Insurgent Chapter 2
The clank of the outside door down the hall woke up Valerie Murphy. She still lay flat on what passed for a bed, staring up at the dirty ceiling.
She heard two sets of footsteps. That was unusual. The first sounded familiar—a guard. A jangle of keys, he walked with a slow limp. She didn’t know which side he favored. She had heard, but never seen her guards. This wasn’t the one who had spoken those brief words, telling her to shut up in there when she was losing her mind.
The second set of footsteps were harder to make out. They sounded like somebody walking in slippers or barefoot. Her sense of hearing had become acute. At any given time, she could make out the creaks of the building, people walking around in the halls, even, sometimes, traffic, although she didn’t know where she was located.
The steps got closer, and so she stood. She didn’t know why—they’d never come through the door before. All the same, she stood, tried to arrange her matted, filthy hair. This was too unusual. They were coming only a couple hours after a meal, and this time there were two of them. What could it mean?
A moment later, a loud buzz, and the door opened.
She stared. Her guard, who she had heard day after day, who delivered meals to her, was short, fat, and ugly. Pretty much what she’d expected. He wore a gray uniform, with a US Department of Justice patch on his shoulder. Department of Justice. Now there was a laugh.

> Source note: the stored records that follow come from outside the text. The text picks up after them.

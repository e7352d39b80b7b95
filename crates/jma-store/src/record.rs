//! Database record shapes and the reduction from normalized rows.

use jma_forecast::NormalizedForecastRow;

/// A row of the `areas` table.
#[derive(Debug, Clone, PartialEq, Eq)]
pub struct AreaRecord {
    pub id: i64,
    pub code: String,
    pub name: String,
}

/// The stored projection of one [`NormalizedForecastRow`].
///
/// Lossy: list fields keep only their first element and the temperature is
/// reduced to a single number.
#[derive(Debug, Clone, PartialEq)]
pub struct ForecastRecord {
    pub forecast_date: String,
    pub weather: String,
    pub temperature: Option<f64>,
    pub wind: String,
    pub precipitation_probability: Option<i64>,
}

impl ForecastRecord {
    /// Reduce a row to its stored form.
    ///
    /// `temperature` is the first `temps` value if it parses as a number,
    /// otherwise the max extreme, otherwise the min extreme; placeholders
    /// and blanks become NULL. `precipitation_probability` is the first
    /// `pops` value parsed as an integer, or NULL.
    pub fn from_row(row: &NormalizedForecastRow) -> Self {
        let temperature = first(&row.temperatures)
            .and_then(parse_f64)
            .or_else(|| parse_f64(&row.temperature_max))
            .or_else(|| parse_f64(&row.temperature_min));

        Self {
            forecast_date: row.report_time.clone(),
            weather: first(&row.weather_text).unwrap_or_default().to_string(),
            temperature,
            wind: first(&row.wind_text).unwrap_or_default().to_string(),
            precipitation_probability: first(&row.precipitation_probability)
                .and_then(|s| s.trim().parse::<i64>().ok()),
        }
    }
}

/// A forecast read back from the database, joined with its area.
#[derive(Debug, Clone, PartialEq)]
pub struct StoredForecast {
    pub id: i64,
    pub area_code: String,
    pub area_name: String,
    pub record: ForecastRecord,
}

fn first(values: &[String]) -> Option<&str> {
    values.first().map(String::as_str)
}

fn parse_f64(value: &str) -> Option<f64> {
    value.trim().parse::<f64>().ok().filter(|v| v.is_finite())
}
//! Japan Meteorological Agency forecasts for jma-weather
//!
//! Loads the area catalog, fetches forecast JSON per area code and
//! projects it into flat rows for display and storage.

pub mod area;
pub mod client;
pub mod error;
pub mod projector;
pub mod types;

pub use area::{AreaCatalog, AreaChoice, AreaSource};
pub use client::ForecastClient;
pub use error::ForecastError;
pub use projector::project;
pub use types::*;
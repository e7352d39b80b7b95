//! Application state shared by all subcommands.

use std::path::PathBuf;
use std::sync::mpsc::{self, Receiver, Sender};
use std::sync::Arc;
use std::time::Duration;

use jma_core::{AppError, AreaConfig, AreaSourceKind, Config, ConfigError, DatabaseError};
use jma_forecast::{AreaCatalog, AreaSource, ForecastClient, NormalizedForecastRow};
use jma_store::{AreaRecord, ForecastStore, StoredForecast};
use tokio::runtime::Runtime;

use crate::error_mapping::IntoAppError;
use crate::service::{self, ForecastServiceMessage};

pub struct App {
    config: Config,
    runtime: Runtime,
    client: Arc<ForecastClient>,
    tx: Sender<ForecastServiceMessage>,
    rx: Receiver<ForecastServiceMessage>,
}

impl App {
    pub fn new(config: Config) -> Result<Self, AppError> {
        let runtime = tokio::runtime::Builder::new_multi_thread()
            .enable_all()
            .thread_name("jma-tokio")
            .build()?;

        let timeout = match config.forecast.timeout_secs {
            0 => None,
            secs => Some(Duration::from_secs(secs)),
        };
        let client = ForecastClient::with_options(&config.forecast.base_url, timeout)
            .map_err(IntoAppError::into_app_error)?;

        let (tx, rx) = mpsc::channel();

        tracing::info!("Forecast endpoint: {}", client.base_url());
        Ok(Self {
            config,
            runtime,
            client: Arc::new(client),
            tx,
            rx,
        })
    }

    pub fn config(&self) -> &Config {
        &self.config
    }

    /// Load the area catalog from the configured source.
    ///
    /// A failure yields an empty catalog together with the error to show.
    pub fn load_catalog(&self) -> (AreaCatalog, Option<AppError>) {
        let source = match area_source(&self.config.areas) {
            Ok(source) => source,
            Err(e) => return (AreaCatalog::default(), Some(e)),
        };

        let (catalog, err) = self
            .runtime
            .block_on(AreaCatalog::load_or_empty(&source, &self.client));
        (catalog, err.map(IntoAppError::into_app_error))
    }

    /// Queue a fetch for `area_code`; the result arrives via [`App::wait_fetch`].
    pub fn request_fetch(&self, area_code: &str) {
        service::request_fetch(
            self.runtime.handle(),
            &self.tx,
            Arc::clone(&self.client),
            area_code.to_string(),
        );
    }

    /// Block until the fetch for `area_code` completes.
    pub fn wait_fetch(&self, area_code: &str) -> Result<Vec<NormalizedForecastRow>, AppError> {
        loop {
            let message = self.rx.recv().map_err(|e| {
                AppError::Other(anyhow::anyhow!("forecast service stopped: {}", e))
            })?;

            match message {
                ForecastServiceMessage::FetchDone { area_code: done, result } if done == area_code => {
                    return result.map_err(IntoAppError::into_app_error);
                }
                ForecastServiceMessage::FetchDone { area_code: stale, .. } => {
                    tracing::debug!("Ignoring stale result for area {}", stale);
                }
            }
        }
    }

    /// Fetch and project one area's forecast off the calling thread.
    pub fn fetch_rows(&self, area_code: &str) -> Result<Vec<NormalizedForecastRow>, AppError> {
        self.request_fetch(area_code);
        self.wait_fetch(area_code)
    }

    /// Open the forecast database. Each operation opens its own handle and
    /// drops it when done.
    pub fn open_store(&self) -> Result<ForecastStore, AppError> {
        let path = self.config.database_path();
        if let Some(parent) = path.parent() {
            std::fs::create_dir_all(parent)?;
        }
        tracing::debug!("Opening forecast database at {}", path.display());
        ForecastStore::new(&path).map_err(|e| {
            AppError::Database(DatabaseError::ConnectionFailed(format!(
                "{}: {}",
                path.display(),
                e
            )))
        })
    }

    /// Persist rows under `area_code`. Returns the number of rows written;
    /// nothing is written when storage is disabled or `rows` is empty.
    pub fn persist(&self, area_code: &str, rows: &[NormalizedForecastRow]) -> Result<usize, AppError> {
        if !self.config.storage.enabled {
            tracing::debug!("Storage disabled, not saving {} rows", rows.len());
            return Ok(0);
        }
        let Some(first) = rows.first() else {
            return Ok(0);
        };

        let store = self.open_store()?;
        store
            .store_forecast(area_code, &first.area_name, rows)
            .map_err(IntoAppError::into_app_error)
    }

    pub fn history(&self, area_code: &str) -> Result<Vec<StoredForecast>, AppError> {
        let store = self.open_store()?;
        store
            .list_forecasts(area_code)
            .map_err(IntoAppError::into_app_error)
    }

    /// Stored areas and the total number of stored forecast rows.
    pub fn stored_areas(&self) -> Result<(Vec<AreaRecord>, u32), AppError> {
        let store = self.open_store()?;
        let areas = store.list_areas().map_err(IntoAppError::into_app_error)?;
        let count = store.forecast_count().map_err(IntoAppError::into_app_error)?;
        Ok((areas, count))
    }
}

fn area_source(config: &AreaConfig) -> Result<AreaSource, AppError> {
    match config.source {
        AreaSourceKind::Bundled => Ok(AreaSource::Bundled),
        AreaSourceKind::Remote => Ok(AreaSource::Remote(config.remote_url.clone())),
        AreaSourceKind::File => config
            .file_path
            .as_ref()
            .map(|p| AreaSource::File(PathBuf::from(p)))
            .ok_or_else(|| {
                AppError::Config(ConfigError::Invalid(
                    "areas.file_path is required when areas.source = \"file\"".to_string(),
                ))
            }),
    }
}

#[cfg(test)]
mod tests {
    #![allow(clippy::unwrap_used, clippy::expect_used, clippy::panic)]
    use super::*;
    use jma_core::NetworkError;
    use wiremock::matchers::{method, path};
    use wiremock::{Mock, MockServer, ResponseTemplate};

    const PAYLOAD: &str = r#"[{"publishingOffice":"気象庁","reportDatetime":"2024-06-01T17:00:00+09:00",
        "timeSeries":[{"timeDefines":["2024-06-01T17:00:00+09:00"],
        "areas":[{"area":{"name":"東京地方","code":"130010"},"weathers":["晴れ"],"pops":["30"]}]}]}]"#;

    fn test_config(dir: &std::path::Path, base_url: &str) -> Config {
        let mut config = Config::default();
        config.config_dir = dir.to_path_buf();
        config.forecast.base_url = base_url.to_string();
        config
    }

    fn mock_server(rt: &Runtime) -> MockServer {
        rt.block_on(async {
            let server = MockServer::start().await;
            Mock::given(method("GET"))
                .and(path("/130000.json"))
                .respond_with(ResponseTemplate::new(200).set_body_string(PAYLOAD))
                .mount(&server)
                .await;
            Mock::given(method("GET"))
                .and(path("/999999.json"))
                .respond_with(ResponseTemplate::new(404))
                .mount(&server)
                .await;
            server
        })
    }

    #[test]
    fn fetch_persist_and_read_history() {
        let server_rt = Runtime::new().unwrap();
        let server = mock_server(&server_rt);
        let dir = tempfile::tempdir().unwrap();
        let app = App::new(test_config(dir.path(), &server.uri())).unwrap();

        let rows = app.fetch_rows("130000").unwrap();
        assert_eq!(rows.len(), 1);
        assert_eq!(app.persist("130000", &rows).unwrap(), 1);

        let history = app.history("130000").unwrap();
        assert_eq!(history.len(), 1);
        assert_eq!(history[0].area_name, "東京地方");
        assert_eq!(history[0].record.precipitation_probability, Some(30));

        let (areas, count) = app.stored_areas().unwrap();
        assert_eq!(areas.len(), 1);
        assert_eq!(areas[0].code, "130000");
        assert_eq!(count, 1);
    }

    #[test]
    fn history_of_unknown_area_is_not_found() {
        let dir = tempfile::tempdir().unwrap();
        let app = App::new(test_config(dir.path(), "http://127.0.0.1:9")).unwrap();

        let err = app.history("999999").unwrap_err();
        assert!(matches!(err, AppError::Database(DatabaseError::NotFound(_))));
        assert_eq!(err.user_message(), "No stored forecasts for this area.");
    }

    #[test]
    fn unopenable_database_is_connection_failure() {
        let dir = tempfile::tempdir().unwrap();
        let mut config = test_config(dir.path(), "http://127.0.0.1:9");
        // A directory cannot be opened as a database file.
        std::fs::create_dir(dir.path().join("db")).unwrap();
        config.storage.database_file = "db".to_string();
        let app = App::new(config).unwrap();

        let err = app.history("130000").unwrap_err();
        assert!(matches!(
            err,
            AppError::Database(DatabaseError::ConnectionFailed(_))
        ));
    }

    #[test]
    fn empty_database_has_no_stored_areas() {
        let dir = tempfile::tempdir().unwrap();
        let app = App::new(test_config(dir.path(), "http://127.0.0.1:9")).unwrap();

        let (areas, count) = app.stored_areas().unwrap();
        assert!(areas.is_empty());
        assert_eq!(count, 0);
    }

    #[test]
    fn http_error_is_mapped() {
        let server_rt = Runtime::new().unwrap();
        let server = mock_server(&server_rt);
        let dir = tempfile::tempdir().unwrap();
        let app = App::new(test_config(dir.path(), &server.uri())).unwrap();

        let err = app.fetch_rows("999999").unwrap_err();
        assert!(matches!(
            err,
            AppError::Network(NetworkError::HttpStatus { status: 404 })
        ));
    }

    #[test]
    fn disabled_storage_writes_nothing() {
        let dir = tempfile::tempdir().unwrap();
        let mut config = test_config(dir.path(), "http://127.0.0.1:9");
        config.storage.enabled = false;
        let app = App::new(config).unwrap();

        let rows = vec![NormalizedForecastRow {
            area_name: "東京地方".into(),
            area_code: "130010".into(),
            publishing_office: "気象庁".into(),
            report_time: "2024-06-01T17:00:00+09:00".into(),
            time_defines: vec![],
            weather_text: vec!["晴れ".into()],
            wind_text: vec![jma_forecast::NO_INFO.into()],
            precipitation_probability: vec![jma_forecast::NO_INFO.into()],
            temperatures: vec![jma_forecast::NO_INFO.into()],
            temperature_min: jma_forecast::UNKNOWN.into(),
            temperature_max: jma_forecast::UNKNOWN.into(),
        }];
        assert_eq!(app.persist("130000", &rows).unwrap(), 0);
        assert!(!app.config().database_path().exists());
    }

    #[test]
    fn file_source_without_path_reports_error() {
        let dir = tempfile::tempdir().unwrap();
        let mut config = test_config(dir.path(), "http://127.0.0.1:9");
        config.areas.source = AreaSourceKind::File;
        let app = App::new(config).unwrap();

        let (catalog, err) = app.load_catalog();
        assert!(catalog.is_empty());
        assert!(matches!(err, Some(AppError::Config(_))));
    }

    #[test]
    fn bundled_catalog_loads() {
        let dir = tempfile::tempdir().unwrap();
        let app = App::new(test_config(dir.path(), "http://127.0.0.1:9")).unwrap();

        let (catalog, err) = app.load_catalog();
        assert!(err.is_none());
        assert!(catalog.choices().iter().any(|c| c.child_code == "130000"));
    }
}
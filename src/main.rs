mod app;
mod browse;
mod error_mapping;
mod render;
mod service;

use std::io::{self, BufRead, Write};
use std::path::PathBuf;
use std::process::ExitCode;

use clap::{Parser, Subcommand};
use jma_core::{AppError, Config, ConfigError};

use app::App;
use browse::{resolve_selection, Selection};

#[derive(Debug, Parser)]
#[command(name = "jma-weather", version, about = "Japan Meteorological Agency forecasts")]
struct Cli {
    /// Configuration file (defaults to the platform config directory)
    #[arg(long, global = true)]
    config: Option<PathBuf>,

    #[command(subcommand)]
    command: Command,
}

#[derive(Debug, Subcommand)]
enum Command {
    /// List forecast regions
    Areas,

    /// Fetch and show the forecast for one area code
    Forecast {
        area_code: String,

        /// One line per row instead of cards
        #[arg(long)]
        summary: bool,

        /// Print the projected rows as JSON
        #[arg(long, conflicts_with = "summary")]
        json: bool,

        /// Do not save the forecast to the local database
        #[arg(long)]
        no_store: bool,
    },

    /// Pick areas interactively from the catalog
    Browse {
        #[arg(long)]
        summary: bool,

        #[arg(long)]
        no_store: bool,
    },

    /// Show stored forecasts for an area code, or the stored areas without one
    History { area_code: Option<String> },
}

fn main() -> ExitCode {
    if let Err(e) = jma_core::init() {
        eprintln!("Failed to initialize logging: {:#}", e);
    }

    let cli = Cli::parse();
    match run(cli) {
        Ok(()) => ExitCode::SUCCESS,
        Err(e) => {
            tracing::error!("{}", e);
            eprintln!("エラー: {}", e.user_message());
            ExitCode::FAILURE
        }
    }
}

fn run(cli: Cli) -> Result<(), AppError> {
    let (config, _) = Config::load_validated(cli.config.as_deref())
        .map_err(|e| AppError::Config(ConfigError::Invalid(format!("{:#}", e))))?;
    tracing::info!("Config directory: {}", config.config_dir.display());

    let app = App::new(config)?;

    match cli.command {
        Command::Areas => {
            let (catalog, err) = app.load_catalog();
            if let Some(e) = err {
                report(&e);
            }
            print!("{}", render::render_catalog(&catalog));
            Ok(())
        }
        Command::Forecast {
            area_code,
            summary,
            json,
            no_store,
        } => {
            let rows = app.fetch_rows(&area_code)?;
            if json {
                let out = render::render_json(&rows).map_err(anyhow::Error::from)?;
                println!("{}", out);
            } else {
                show(&rows, summary);
            }
            if !no_store {
                save(&app, &area_code, &rows)?;
            }
            Ok(())
        }
        Command::Browse { summary, no_store } => browse(&app, summary, no_store),
        Command::History {
            area_code: Some(area_code),
        } => {
            let stored = app.history(&area_code)?;
            print!("{}", render::render_history(&stored));
            Ok(())
        }
        Command::History { area_code: None } => {
            let (areas, count) = app.stored_areas()?;
            print!("{}", render::render_stored_areas(&areas, count));
            Ok(())
        }
    }
}

fn show(rows: &[jma_forecast::NormalizedForecastRow], summary: bool) {
    if summary {
        print!("{}", render::render_summary(rows));
    } else {
        print!("{}", render::render_cards(rows));
    }
}

fn save(app: &App, area_code: &str, rows: &[jma_forecast::NormalizedForecastRow]) -> Result<(), AppError> {
    let written = app.persist(area_code, rows)?;
    if written > 0 {
        tracing::info!("Saved {} rows to {}", written, app.config().database_path().display());
    }
    Ok(())
}

/// Print a non-fatal error and keep going.
fn report(e: &AppError) {
    tracing::warn!("{}", e);
    eprintln!("エラー: {}", e.user_message());
}

fn browse(app: &App, summary: bool, no_store: bool) -> Result<(), AppError> {
    let (catalog, err) = app.load_catalog();
    if let Some(e) = err {
        report(&e);
    }
    let choices = catalog.choices();
    print!("{}", render::render_catalog(&catalog));

    let stdin = io::stdin();
    let mut lines = stdin.lock().lines();
    loop {
        print!("番号または地域コード (q で終了): ");
        io::stdout().flush()?;

        let Some(line) = lines.next() else {
            break;
        };
        let area_code = match resolve_selection(&line?, &choices) {
            Selection::Quit => break,
            Selection::Area(code) => code,
            Selection::Invalid(input) => {
                eprintln!("不明な選択です: {}", input);
                continue;
            }
        };

        // One fetch at a time; input resumes once the result is rendered.
        app.request_fetch(&area_code);
        match app.wait_fetch(&area_code) {
            Ok(rows) => {
                show(&rows, summary);
                if !no_store {
                    if let Err(e) = save(app, &area_code, &rows) {
                        report(&e);
                    }
                }
            }
            Err(e) => report(&e),
        }
    }
    Ok(())
}
//! Persists the Tokyo fixture to an on-disk database and reads it back.

#![allow(clippy::unwrap_used, clippy::expect_used, clippy::panic)]

use jma_forecast::{project, RawForecastPayload, NO_INFO};
use jma_store::ForecastStore;

const FIXTURE: &str = include_str!("../../jma-forecast/tests/fixtures/130000.json");

#[test]
fn test_persist_tokyo_fixture() {
    let dir = tempfile::tempdir().unwrap();
    let db_path = dir.path().join("weather_forecast.db");

    let rows = project(&RawForecastPayload::from_json_str(FIXTURE).unwrap()).unwrap();

    {
        let store = ForecastStore::new(&db_path).unwrap();
        let written = store.store_forecast("130000", &rows[0].area_name, &rows).unwrap();
        assert_eq!(written, rows.len());
    }

    // Reopen to make sure everything was committed to disk.
    let store = ForecastStore::new(&db_path).unwrap();

    let area = store.get_area("130000").unwrap().unwrap();
    assert_eq!(area.name, "東京地方");

    let stored = store.list_forecasts("130000").unwrap();
    assert_eq!(stored.len(), 8);

    // Row order follows projection order.
    let weathers: Vec<&str> = stored.iter().map(|s| s.record.weather.as_str()).collect();
    assert_eq!(weathers[0], "くもり　夜遅く　雨");
    assert_eq!(weathers[1], "雨");
    assert!(weathers[2..].iter().all(|w| *w == NO_INFO));

    // Temperature reduction: point temps first, then nested extremes.
    assert_eq!(stored[4].record.temperature, Some(17.0));
    assert_eq!(stored[5].record.temperature, Some(18.0));
    assert_eq!(stored[7].record.temperature, Some(26.0));
    assert_eq!(stored[0].record.temperature, None);

    // Precipitation: first pop, blank week-range pop stays NULL.
    assert_eq!(stored[2].record.precipitation_probability, Some(10));
    assert_eq!(stored[3].record.precipitation_probability, Some(60));
    assert_eq!(stored[6].record.precipitation_probability, None);

    assert!(stored
        .iter()
        .all(|s| s.record.forecast_date == "2024-06-01T17:00:00+09:00"));
}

Beside him stood someone unexpected: wearing nothing but prison overalls just as she wore. Al Clark, former Congressman and briefly, Secretary of State of West Virginia. Her old boss. Al didn’t look so hot either. His hair had grown long, hanging dirty near his shoulders. She looked at him, doubting her eyes. She wondered if she was hallucinating again.
“Valerie. It’s me.”
Her eyes watered, and she reached for him. They embraced. But the touch of another human being was too intense. She backed off quickly.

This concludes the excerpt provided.